[Opening THE DATA section]

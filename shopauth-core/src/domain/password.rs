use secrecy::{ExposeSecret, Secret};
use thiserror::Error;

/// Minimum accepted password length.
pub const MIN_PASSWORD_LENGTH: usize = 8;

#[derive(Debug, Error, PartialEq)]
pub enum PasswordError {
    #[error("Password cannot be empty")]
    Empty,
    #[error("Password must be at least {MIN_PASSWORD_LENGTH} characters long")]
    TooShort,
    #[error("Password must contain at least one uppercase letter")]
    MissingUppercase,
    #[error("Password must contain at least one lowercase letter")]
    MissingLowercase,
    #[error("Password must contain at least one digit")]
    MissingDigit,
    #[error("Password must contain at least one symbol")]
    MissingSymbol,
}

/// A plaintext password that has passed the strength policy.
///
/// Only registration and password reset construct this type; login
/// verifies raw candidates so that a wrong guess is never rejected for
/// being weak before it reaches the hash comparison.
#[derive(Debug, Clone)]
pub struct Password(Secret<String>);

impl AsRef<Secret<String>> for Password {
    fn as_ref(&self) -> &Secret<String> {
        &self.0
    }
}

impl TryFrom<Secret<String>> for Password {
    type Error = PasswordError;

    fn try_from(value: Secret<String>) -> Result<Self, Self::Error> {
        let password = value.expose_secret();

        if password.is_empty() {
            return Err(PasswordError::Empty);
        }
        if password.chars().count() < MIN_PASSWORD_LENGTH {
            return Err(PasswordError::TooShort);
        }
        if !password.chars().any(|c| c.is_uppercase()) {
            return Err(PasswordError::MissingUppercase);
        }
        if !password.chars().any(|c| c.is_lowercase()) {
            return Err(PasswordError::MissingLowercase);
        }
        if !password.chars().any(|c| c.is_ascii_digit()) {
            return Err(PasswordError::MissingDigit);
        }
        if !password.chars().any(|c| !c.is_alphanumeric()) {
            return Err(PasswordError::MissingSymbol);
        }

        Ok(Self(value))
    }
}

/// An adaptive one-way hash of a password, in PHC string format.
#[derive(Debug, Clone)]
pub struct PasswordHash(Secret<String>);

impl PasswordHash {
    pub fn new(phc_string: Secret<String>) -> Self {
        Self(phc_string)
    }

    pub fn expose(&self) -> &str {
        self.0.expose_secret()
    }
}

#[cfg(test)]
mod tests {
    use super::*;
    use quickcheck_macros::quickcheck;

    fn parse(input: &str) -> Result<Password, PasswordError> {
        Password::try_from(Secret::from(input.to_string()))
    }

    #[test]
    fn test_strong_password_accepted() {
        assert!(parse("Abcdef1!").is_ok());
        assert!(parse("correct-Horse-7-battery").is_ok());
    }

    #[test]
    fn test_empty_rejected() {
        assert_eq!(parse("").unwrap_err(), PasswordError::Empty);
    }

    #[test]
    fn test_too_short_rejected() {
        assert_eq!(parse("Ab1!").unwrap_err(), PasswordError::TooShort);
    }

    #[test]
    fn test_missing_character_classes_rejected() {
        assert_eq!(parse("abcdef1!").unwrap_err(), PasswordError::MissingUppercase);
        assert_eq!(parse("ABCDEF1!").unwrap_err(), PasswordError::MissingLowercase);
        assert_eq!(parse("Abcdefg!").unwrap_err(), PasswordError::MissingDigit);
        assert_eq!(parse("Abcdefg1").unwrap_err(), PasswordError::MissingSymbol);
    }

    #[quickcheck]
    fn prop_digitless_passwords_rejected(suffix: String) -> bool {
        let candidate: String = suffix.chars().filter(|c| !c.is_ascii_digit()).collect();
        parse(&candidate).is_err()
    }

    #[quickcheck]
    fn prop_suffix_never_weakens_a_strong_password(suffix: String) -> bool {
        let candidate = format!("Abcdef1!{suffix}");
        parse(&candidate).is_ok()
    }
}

[Closing THE DATA section]

TASK REQUIREMENTS -
Copy every line of the listing containing the string "impl".

OUTPUT OF THE TASK -
impl AsRef<Secret<String>> for Password {
impl TryFrom<Secret<String>> for Password {
impl PasswordHash {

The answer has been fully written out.